- _Problem statement_
Your task is to copy every line of the entries that holds the word "ChatResult".

- _Data section_

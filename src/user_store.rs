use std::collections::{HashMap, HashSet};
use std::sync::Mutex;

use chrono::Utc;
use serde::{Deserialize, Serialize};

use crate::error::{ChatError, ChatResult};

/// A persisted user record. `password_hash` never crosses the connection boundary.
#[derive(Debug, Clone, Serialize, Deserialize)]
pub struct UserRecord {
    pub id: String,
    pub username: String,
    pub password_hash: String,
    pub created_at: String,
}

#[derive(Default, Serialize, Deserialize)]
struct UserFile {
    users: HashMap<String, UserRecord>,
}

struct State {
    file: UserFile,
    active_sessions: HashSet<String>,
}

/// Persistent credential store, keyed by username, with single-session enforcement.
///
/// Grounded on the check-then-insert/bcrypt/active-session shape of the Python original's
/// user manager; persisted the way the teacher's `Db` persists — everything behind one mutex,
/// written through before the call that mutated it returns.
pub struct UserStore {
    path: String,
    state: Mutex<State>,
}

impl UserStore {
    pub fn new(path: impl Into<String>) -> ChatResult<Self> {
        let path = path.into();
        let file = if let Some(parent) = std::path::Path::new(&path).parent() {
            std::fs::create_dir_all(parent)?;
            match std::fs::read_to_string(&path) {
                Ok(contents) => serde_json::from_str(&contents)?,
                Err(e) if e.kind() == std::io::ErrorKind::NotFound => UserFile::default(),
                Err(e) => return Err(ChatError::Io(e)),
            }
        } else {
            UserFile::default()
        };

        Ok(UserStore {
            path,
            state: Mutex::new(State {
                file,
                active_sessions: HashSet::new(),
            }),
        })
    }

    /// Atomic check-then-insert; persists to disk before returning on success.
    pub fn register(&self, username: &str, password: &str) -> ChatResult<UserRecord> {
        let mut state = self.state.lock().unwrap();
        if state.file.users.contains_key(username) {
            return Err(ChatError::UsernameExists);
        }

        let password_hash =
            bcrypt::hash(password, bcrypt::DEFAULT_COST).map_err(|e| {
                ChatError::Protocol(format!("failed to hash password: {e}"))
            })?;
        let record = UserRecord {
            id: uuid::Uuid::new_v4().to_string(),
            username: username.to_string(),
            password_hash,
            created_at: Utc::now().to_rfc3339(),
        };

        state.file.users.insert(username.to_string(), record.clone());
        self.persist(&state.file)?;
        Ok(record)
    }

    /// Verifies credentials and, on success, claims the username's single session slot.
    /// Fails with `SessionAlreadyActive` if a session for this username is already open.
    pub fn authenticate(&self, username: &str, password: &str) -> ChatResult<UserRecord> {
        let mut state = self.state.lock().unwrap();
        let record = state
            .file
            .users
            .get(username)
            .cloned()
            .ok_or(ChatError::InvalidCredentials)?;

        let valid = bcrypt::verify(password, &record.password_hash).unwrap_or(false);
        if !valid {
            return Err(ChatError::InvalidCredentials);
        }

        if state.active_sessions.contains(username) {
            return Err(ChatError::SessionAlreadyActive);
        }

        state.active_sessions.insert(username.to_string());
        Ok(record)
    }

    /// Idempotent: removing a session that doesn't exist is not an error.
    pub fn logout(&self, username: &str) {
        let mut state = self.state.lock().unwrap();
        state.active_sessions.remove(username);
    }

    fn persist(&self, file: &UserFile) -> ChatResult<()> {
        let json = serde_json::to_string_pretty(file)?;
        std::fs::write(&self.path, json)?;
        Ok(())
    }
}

- _Output below_
use crate::error::{ChatError, ChatResult};
    pub fn new(path: impl Into<String>) -> ChatResult<Self> {
    pub fn register(&self, username: &str, password: &str) -> ChatResult<UserRecord> {
    pub fn authenticate(&self, username: &str, password: &str) -> ChatResult<UserRecord> {
    fn persist(&self, file: &UserFile) -> ChatResult<()> {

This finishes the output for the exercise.